What is needed here is an exact repetition of the records below, beginning at the line that has "config.num_matches, config.max_turns, config.seed" and stopping after the line that has "pub const FORWARD: u8 = 5;".
** RECORDS SHOWN follows **
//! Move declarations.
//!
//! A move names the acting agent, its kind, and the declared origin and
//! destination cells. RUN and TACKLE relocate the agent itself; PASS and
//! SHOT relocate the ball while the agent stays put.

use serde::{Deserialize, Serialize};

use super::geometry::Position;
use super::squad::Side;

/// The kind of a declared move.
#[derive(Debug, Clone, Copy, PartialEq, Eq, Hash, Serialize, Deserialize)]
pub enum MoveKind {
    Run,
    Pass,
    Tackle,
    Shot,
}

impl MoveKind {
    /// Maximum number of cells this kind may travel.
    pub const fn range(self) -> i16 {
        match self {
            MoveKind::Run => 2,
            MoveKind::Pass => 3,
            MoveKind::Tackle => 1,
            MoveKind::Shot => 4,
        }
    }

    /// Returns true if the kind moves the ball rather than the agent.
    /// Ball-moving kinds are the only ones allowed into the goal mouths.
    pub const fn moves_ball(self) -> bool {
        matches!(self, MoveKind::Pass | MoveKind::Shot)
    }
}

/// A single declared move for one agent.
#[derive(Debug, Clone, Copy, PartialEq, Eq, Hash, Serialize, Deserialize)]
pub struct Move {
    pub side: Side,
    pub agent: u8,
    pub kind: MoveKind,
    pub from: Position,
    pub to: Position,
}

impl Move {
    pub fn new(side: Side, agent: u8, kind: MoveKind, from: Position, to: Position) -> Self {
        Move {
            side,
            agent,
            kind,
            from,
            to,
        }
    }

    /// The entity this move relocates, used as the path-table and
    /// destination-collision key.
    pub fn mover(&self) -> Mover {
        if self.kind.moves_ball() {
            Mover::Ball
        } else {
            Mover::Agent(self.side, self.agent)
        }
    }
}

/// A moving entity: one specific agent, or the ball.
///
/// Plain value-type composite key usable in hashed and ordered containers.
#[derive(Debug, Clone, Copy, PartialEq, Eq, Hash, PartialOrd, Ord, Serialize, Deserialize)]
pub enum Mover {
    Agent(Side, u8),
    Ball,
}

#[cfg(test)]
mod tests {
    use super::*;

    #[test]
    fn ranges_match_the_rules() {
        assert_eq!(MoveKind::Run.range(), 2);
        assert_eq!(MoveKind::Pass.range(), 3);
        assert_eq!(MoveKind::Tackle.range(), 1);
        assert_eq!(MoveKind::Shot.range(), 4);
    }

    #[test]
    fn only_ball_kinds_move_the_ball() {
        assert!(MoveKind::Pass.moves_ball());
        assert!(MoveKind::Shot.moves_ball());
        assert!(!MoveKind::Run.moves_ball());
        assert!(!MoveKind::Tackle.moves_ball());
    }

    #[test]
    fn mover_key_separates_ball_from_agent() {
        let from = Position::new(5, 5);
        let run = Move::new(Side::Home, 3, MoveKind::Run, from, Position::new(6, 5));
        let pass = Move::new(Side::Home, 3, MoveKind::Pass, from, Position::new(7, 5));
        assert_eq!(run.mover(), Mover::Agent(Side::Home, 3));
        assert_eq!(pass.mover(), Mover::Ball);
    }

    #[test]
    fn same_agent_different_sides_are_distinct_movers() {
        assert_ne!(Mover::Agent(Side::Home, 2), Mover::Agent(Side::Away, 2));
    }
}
** End of RECORDS SHOWN **
** RECORDS SHOWN follows **
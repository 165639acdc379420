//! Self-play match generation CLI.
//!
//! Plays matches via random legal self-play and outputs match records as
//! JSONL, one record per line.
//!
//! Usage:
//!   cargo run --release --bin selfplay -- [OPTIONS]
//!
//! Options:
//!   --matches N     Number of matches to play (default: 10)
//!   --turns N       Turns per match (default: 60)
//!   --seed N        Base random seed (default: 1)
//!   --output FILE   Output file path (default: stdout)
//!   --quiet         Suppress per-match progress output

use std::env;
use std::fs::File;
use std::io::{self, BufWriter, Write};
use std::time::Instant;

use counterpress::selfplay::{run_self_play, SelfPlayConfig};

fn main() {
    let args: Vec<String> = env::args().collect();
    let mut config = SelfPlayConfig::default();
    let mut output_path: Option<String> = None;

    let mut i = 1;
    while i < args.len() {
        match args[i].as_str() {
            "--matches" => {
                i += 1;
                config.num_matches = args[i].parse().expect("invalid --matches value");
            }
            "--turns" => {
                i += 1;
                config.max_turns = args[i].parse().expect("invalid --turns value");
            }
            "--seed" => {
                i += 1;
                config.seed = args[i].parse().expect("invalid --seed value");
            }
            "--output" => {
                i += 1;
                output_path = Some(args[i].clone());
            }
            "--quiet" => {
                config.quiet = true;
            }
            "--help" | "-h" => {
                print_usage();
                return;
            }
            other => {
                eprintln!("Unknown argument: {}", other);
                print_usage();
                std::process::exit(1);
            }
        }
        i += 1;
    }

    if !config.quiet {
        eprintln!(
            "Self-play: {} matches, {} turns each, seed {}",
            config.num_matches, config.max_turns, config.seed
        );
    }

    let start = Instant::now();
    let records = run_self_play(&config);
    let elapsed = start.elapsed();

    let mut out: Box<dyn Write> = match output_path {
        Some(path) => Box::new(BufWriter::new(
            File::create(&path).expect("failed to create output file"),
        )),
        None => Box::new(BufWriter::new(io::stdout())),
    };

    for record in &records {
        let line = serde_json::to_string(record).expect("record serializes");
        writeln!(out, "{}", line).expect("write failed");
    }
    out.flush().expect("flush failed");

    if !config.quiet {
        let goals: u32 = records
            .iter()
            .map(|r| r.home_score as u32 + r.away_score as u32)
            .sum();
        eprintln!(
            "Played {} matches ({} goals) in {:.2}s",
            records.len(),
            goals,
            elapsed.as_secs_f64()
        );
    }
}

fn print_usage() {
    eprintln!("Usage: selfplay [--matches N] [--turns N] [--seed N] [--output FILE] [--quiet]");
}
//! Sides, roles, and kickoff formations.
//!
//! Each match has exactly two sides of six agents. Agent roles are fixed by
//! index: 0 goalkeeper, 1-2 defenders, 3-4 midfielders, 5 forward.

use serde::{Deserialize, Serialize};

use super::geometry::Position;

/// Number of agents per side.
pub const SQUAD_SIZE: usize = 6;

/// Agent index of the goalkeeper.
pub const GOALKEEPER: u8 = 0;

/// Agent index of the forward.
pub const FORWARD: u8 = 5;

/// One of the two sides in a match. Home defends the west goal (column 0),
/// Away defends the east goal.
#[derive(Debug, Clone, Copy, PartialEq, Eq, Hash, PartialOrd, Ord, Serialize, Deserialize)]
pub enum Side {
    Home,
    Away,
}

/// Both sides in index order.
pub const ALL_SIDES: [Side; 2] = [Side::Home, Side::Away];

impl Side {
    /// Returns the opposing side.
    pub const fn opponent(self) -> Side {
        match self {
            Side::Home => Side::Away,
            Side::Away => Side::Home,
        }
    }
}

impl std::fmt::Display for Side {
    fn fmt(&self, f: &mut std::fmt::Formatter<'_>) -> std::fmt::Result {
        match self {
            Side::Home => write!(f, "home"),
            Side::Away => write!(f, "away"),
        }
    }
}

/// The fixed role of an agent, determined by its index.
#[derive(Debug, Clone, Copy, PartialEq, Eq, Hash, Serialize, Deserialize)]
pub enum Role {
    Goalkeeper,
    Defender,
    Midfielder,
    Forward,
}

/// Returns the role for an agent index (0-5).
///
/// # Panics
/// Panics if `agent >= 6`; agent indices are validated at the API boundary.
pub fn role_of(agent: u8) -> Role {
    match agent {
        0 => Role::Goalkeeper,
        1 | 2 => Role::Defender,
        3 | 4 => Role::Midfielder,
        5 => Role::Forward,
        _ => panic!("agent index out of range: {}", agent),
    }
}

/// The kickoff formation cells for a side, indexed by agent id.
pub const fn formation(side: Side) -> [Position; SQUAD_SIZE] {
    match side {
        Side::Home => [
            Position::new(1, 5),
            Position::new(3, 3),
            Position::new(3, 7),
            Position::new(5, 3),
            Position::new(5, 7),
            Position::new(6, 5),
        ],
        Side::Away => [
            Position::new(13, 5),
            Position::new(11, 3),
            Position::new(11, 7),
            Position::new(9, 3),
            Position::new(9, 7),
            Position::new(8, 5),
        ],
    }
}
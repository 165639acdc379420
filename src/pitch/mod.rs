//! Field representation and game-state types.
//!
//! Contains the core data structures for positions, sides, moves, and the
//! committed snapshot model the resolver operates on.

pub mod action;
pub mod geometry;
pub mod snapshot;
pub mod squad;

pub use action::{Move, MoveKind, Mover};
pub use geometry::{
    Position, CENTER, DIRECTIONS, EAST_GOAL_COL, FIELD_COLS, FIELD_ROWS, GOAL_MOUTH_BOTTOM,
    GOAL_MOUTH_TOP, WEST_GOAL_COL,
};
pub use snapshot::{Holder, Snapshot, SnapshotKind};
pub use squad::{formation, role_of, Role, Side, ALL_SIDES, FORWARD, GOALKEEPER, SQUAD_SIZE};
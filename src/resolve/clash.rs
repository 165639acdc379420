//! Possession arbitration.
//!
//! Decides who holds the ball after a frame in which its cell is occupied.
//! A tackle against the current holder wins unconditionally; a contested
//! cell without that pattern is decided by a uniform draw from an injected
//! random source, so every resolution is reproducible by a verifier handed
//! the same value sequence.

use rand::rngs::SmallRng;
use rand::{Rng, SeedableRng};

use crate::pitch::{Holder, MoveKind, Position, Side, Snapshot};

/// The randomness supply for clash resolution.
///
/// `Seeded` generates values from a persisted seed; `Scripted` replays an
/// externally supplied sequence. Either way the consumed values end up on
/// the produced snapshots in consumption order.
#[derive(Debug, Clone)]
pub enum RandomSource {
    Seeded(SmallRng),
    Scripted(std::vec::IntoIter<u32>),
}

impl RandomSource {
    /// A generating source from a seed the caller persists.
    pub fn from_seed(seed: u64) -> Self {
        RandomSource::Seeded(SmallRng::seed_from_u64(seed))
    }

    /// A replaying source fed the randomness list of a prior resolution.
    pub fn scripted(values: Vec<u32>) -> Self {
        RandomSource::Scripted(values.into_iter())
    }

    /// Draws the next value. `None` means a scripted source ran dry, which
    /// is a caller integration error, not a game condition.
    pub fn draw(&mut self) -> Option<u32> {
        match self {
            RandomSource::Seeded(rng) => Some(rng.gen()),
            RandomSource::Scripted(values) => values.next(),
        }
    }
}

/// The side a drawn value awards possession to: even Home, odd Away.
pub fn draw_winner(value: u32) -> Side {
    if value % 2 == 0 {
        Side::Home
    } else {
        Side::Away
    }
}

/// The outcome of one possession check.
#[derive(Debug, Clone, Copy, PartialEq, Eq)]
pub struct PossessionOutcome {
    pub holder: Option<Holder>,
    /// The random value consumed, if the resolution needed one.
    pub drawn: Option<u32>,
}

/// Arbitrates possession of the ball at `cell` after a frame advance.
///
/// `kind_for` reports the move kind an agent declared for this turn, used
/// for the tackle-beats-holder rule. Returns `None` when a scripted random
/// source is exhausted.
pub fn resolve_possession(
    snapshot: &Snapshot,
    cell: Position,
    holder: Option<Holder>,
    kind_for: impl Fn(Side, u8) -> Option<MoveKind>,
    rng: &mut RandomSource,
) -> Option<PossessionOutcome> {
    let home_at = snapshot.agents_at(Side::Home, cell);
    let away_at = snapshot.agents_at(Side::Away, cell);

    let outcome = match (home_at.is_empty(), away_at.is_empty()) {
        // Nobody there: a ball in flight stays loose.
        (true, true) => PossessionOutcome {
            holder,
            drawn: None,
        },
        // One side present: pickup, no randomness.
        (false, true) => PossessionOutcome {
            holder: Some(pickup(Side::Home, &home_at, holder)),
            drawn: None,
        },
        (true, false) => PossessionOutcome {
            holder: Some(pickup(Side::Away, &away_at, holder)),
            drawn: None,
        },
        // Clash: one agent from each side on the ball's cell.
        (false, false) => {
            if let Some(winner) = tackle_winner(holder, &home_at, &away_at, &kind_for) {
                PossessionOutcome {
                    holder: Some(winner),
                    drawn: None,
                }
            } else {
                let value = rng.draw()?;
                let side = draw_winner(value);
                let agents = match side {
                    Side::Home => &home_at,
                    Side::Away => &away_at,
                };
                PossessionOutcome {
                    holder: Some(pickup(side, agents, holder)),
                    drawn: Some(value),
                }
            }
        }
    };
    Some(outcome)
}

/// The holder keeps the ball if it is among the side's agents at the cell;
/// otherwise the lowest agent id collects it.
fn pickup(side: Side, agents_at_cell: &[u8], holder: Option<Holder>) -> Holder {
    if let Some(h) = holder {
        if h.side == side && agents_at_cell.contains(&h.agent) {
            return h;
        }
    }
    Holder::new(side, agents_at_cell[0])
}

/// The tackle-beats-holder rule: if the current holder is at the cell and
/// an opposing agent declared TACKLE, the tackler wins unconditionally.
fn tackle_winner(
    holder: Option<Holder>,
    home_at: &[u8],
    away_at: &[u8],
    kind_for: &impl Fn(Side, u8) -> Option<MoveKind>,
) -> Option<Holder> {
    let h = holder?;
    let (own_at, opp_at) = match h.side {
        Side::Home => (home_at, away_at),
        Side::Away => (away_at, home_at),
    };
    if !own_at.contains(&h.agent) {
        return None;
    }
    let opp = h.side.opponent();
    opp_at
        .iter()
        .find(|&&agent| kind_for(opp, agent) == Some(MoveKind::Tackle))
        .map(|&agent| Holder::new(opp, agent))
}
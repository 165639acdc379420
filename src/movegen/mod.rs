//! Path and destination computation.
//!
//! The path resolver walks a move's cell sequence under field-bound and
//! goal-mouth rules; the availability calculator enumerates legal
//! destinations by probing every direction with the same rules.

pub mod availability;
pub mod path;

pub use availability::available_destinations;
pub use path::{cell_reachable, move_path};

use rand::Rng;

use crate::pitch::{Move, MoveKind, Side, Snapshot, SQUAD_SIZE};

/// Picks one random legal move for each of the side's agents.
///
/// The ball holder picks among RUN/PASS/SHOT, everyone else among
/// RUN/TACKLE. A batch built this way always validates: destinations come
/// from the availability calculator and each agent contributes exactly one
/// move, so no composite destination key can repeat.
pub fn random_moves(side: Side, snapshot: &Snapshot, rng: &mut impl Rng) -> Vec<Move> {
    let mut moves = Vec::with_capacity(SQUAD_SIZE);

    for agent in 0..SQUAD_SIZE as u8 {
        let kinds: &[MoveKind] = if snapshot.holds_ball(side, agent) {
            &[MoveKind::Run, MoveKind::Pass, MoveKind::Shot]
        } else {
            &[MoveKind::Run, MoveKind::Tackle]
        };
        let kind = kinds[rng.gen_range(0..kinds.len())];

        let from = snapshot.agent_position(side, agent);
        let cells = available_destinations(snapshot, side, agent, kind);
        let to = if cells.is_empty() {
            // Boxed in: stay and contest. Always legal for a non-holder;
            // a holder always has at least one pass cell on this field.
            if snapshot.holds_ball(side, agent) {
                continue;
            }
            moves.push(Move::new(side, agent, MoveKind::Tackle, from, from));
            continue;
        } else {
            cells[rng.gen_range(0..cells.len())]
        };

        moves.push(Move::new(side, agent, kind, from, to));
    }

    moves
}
** End of RECORDS SHOWN **
-- YOUR RESPONSE --
            config.num_matches, config.max_turns, config.seed
        );
    }

    let start = Instant::now();
    let records = run_self_play(&config);
    let elapsed = start.elapsed();

    let mut out: Box<dyn Write> = match output_path {
        Some(path) => Box::new(BufWriter::new(
            File::create(&path).expect("failed to create output file"),
        )),
        None => Box::new(BufWriter::new(io::stdout())),
    };

    for record in &records {
        let line = serde_json::to_string(record).expect("record serializes");
        writeln!(out, "{}", line).expect("write failed");
    }
    out.flush().expect("flush failed");

    if !config.quiet {
        let goals: u32 = records
            .iter()
            .map(|r| r.home_score as u32 + r.away_score as u32)
            .sum();
        eprintln!(
            "Played {} matches ({} goals) in {:.2}s",
            records.len(),
            goals,
            elapsed.as_secs_f64()
        );
    }
}

fn print_usage() {
    eprintln!("Usage: selfplay [--matches N] [--turns N] [--seed N] [--output FILE] [--quiet]");
}
//! Sides, roles, and kickoff formations.
//!
//! Each match has exactly two sides of six agents. Agent roles are fixed by
//! index: 0 goalkeeper, 1-2 defenders, 3-4 midfielders, 5 forward.

use serde::{Deserialize, Serialize};

use super::geometry::Position;

/// Number of agents per side.
pub const SQUAD_SIZE: usize = 6;

/// Agent index of the goalkeeper.
pub const GOALKEEPER: u8 = 0;

/// Agent index of the forward.
pub const FORWARD: u8 = 5;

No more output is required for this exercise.